**What you should do**
The answer must consist of every line below that holds the word "format".

**Materials provided**
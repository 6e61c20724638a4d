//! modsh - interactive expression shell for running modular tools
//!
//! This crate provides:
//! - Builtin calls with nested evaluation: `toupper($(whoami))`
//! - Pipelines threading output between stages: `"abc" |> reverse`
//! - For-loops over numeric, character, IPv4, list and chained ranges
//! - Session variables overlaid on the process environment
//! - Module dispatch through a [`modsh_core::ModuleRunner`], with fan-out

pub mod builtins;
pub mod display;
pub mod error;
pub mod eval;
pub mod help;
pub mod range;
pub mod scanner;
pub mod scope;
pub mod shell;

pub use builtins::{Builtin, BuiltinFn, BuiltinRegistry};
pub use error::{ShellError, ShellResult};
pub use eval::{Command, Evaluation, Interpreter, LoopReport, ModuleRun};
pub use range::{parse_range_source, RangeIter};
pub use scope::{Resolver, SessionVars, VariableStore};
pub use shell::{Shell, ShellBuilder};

--

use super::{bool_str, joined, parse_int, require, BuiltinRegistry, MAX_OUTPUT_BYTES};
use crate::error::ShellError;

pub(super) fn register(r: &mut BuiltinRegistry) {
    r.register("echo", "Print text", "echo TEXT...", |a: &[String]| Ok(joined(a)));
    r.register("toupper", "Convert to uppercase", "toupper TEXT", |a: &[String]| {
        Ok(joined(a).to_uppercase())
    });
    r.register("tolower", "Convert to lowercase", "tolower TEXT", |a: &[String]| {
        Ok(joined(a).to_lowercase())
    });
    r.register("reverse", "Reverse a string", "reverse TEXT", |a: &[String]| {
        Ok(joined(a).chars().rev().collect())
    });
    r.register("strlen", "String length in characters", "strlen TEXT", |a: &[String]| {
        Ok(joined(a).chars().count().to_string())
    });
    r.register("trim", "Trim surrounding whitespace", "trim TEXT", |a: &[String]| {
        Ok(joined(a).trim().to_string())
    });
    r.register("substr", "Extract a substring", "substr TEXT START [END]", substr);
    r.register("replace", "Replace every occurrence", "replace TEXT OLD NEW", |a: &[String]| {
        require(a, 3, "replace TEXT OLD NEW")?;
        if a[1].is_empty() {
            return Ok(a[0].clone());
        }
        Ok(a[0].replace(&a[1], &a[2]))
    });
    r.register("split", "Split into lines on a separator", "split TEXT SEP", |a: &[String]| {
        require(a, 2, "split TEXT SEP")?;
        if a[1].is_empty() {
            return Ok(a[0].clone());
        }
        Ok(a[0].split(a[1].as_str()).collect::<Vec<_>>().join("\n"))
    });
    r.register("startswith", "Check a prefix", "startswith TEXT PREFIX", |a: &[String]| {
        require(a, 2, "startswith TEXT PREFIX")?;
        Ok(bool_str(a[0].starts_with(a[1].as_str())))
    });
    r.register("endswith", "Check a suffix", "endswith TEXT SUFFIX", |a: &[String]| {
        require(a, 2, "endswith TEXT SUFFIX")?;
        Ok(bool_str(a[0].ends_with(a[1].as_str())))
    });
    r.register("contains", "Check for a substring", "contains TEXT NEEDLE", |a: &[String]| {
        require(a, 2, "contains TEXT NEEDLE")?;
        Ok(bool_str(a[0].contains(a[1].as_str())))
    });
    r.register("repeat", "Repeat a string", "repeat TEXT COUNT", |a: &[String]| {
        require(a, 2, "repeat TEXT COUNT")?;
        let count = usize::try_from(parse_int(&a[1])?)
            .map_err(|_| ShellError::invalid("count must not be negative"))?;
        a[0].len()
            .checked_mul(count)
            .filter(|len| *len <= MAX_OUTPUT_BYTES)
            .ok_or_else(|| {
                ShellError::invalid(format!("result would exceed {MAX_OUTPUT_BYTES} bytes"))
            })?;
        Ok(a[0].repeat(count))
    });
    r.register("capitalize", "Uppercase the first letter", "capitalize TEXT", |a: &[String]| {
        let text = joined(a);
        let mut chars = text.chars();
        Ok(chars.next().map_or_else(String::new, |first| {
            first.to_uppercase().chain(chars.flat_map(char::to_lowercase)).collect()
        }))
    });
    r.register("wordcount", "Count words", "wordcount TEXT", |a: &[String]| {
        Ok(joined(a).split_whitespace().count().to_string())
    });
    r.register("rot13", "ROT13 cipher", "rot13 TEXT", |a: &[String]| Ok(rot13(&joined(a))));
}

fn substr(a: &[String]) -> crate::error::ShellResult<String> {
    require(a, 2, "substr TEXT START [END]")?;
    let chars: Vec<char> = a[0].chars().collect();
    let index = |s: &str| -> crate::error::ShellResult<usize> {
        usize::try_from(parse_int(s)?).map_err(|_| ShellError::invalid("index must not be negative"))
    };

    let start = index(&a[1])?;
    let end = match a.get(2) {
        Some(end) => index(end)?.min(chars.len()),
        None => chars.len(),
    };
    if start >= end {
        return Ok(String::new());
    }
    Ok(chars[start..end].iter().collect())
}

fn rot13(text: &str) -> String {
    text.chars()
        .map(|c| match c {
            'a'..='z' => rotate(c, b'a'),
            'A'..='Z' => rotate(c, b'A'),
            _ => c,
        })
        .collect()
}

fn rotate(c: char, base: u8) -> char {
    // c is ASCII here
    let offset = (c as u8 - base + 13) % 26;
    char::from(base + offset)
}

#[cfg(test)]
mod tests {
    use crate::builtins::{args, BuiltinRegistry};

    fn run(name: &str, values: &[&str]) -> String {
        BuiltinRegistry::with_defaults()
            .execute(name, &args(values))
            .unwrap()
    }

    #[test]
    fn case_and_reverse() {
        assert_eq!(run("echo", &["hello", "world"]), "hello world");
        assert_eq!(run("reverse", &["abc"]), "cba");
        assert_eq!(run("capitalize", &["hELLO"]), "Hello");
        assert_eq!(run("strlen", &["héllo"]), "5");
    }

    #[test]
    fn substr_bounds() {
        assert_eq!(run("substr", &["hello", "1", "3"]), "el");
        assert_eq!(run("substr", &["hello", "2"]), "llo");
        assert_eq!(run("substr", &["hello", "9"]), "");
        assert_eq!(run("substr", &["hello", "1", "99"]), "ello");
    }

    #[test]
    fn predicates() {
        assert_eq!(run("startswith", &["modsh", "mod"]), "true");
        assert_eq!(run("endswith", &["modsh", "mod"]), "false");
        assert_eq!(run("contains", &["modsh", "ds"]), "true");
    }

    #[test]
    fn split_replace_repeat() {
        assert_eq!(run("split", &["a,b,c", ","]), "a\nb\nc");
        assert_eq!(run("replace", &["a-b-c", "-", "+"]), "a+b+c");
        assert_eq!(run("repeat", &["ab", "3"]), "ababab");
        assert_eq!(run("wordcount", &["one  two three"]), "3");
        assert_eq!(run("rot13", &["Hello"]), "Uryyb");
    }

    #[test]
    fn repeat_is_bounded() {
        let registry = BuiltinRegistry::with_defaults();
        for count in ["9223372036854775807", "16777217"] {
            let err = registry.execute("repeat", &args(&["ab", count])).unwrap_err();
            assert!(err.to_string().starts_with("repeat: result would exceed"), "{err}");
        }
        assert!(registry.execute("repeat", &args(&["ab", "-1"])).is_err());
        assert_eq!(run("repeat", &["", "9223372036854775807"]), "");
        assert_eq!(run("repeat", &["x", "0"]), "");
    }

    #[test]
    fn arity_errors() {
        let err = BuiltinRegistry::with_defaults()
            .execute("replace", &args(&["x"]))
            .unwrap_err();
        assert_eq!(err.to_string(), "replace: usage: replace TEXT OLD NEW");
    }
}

...

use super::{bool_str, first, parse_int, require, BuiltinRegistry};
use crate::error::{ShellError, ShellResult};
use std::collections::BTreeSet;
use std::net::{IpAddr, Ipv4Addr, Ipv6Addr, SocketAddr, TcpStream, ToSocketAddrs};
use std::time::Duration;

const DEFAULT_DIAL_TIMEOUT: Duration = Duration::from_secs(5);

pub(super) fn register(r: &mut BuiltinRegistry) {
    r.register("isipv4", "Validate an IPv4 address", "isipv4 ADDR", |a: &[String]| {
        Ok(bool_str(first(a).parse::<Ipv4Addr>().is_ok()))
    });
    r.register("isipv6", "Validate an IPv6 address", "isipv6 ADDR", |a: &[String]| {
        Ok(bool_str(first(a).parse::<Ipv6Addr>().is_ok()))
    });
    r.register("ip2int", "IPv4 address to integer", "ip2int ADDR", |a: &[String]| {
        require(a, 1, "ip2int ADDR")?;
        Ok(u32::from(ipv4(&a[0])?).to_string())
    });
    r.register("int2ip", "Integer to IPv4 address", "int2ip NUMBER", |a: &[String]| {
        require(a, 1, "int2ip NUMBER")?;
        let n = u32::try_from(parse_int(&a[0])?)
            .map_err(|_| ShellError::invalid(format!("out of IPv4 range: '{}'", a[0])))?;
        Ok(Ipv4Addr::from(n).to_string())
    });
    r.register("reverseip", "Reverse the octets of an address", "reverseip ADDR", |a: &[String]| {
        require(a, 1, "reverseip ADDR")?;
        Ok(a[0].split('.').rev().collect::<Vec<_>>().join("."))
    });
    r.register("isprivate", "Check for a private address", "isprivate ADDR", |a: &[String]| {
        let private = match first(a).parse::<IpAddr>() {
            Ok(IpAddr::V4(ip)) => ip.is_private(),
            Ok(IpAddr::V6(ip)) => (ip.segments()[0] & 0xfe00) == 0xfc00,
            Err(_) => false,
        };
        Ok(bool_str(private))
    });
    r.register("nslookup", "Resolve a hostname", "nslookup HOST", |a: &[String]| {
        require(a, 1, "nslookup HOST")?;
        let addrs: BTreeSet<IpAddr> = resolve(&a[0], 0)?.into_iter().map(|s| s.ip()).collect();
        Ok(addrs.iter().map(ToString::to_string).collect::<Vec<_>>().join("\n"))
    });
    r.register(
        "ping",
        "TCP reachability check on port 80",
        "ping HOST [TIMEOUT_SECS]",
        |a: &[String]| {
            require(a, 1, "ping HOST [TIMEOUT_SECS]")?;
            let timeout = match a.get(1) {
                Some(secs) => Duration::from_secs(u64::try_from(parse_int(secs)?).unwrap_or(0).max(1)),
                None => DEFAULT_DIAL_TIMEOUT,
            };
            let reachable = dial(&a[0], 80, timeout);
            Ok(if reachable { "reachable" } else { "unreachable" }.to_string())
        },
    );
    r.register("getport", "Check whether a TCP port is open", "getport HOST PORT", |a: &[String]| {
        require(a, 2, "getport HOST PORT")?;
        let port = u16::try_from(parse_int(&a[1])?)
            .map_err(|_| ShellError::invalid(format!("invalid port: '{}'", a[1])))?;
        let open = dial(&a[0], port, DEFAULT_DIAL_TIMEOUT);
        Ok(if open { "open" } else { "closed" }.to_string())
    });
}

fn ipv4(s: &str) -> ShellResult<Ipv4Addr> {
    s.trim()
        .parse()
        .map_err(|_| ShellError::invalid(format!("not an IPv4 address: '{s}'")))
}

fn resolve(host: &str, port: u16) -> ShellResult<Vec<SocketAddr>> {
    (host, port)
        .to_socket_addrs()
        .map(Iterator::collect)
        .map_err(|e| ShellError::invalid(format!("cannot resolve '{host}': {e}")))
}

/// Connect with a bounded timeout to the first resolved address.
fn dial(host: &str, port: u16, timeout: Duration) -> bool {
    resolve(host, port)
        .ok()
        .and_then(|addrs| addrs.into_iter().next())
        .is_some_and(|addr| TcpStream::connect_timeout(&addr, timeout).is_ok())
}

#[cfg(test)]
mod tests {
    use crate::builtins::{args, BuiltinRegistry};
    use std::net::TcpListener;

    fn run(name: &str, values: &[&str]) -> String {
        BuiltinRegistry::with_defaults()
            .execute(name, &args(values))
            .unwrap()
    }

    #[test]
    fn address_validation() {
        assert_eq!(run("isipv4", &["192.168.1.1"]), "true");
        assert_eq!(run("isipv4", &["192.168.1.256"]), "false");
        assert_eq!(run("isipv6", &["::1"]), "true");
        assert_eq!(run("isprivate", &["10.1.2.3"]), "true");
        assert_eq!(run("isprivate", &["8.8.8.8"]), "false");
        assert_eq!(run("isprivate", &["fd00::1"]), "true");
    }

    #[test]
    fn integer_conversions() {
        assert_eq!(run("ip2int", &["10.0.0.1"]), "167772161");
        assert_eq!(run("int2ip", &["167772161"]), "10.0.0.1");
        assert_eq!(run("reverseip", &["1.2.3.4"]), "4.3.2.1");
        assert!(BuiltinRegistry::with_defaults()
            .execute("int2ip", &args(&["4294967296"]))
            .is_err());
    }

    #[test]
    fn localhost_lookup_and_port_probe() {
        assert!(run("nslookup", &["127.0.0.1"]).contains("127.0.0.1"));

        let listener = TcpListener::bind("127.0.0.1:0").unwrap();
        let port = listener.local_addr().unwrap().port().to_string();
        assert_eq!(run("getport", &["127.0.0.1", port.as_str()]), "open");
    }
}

**Solution for this exercise**
                ShellError::invalid(format!("result would exceed {MAX_OUTPUT_BYTES} bytes"))
            .map_err(|_| ShellError::invalid(format!("out of IPv4 range: '{}'", a[0])))?;
            .map_err(|_| ShellError::invalid(format!("invalid port: '{}'", a[1])))?;
        .map_err(|_| ShellError::invalid(format!("not an IPv4 address: '{s}'")))
        .map_err(|e| ShellError::invalid(format!("cannot resolve '{host}': {e}")))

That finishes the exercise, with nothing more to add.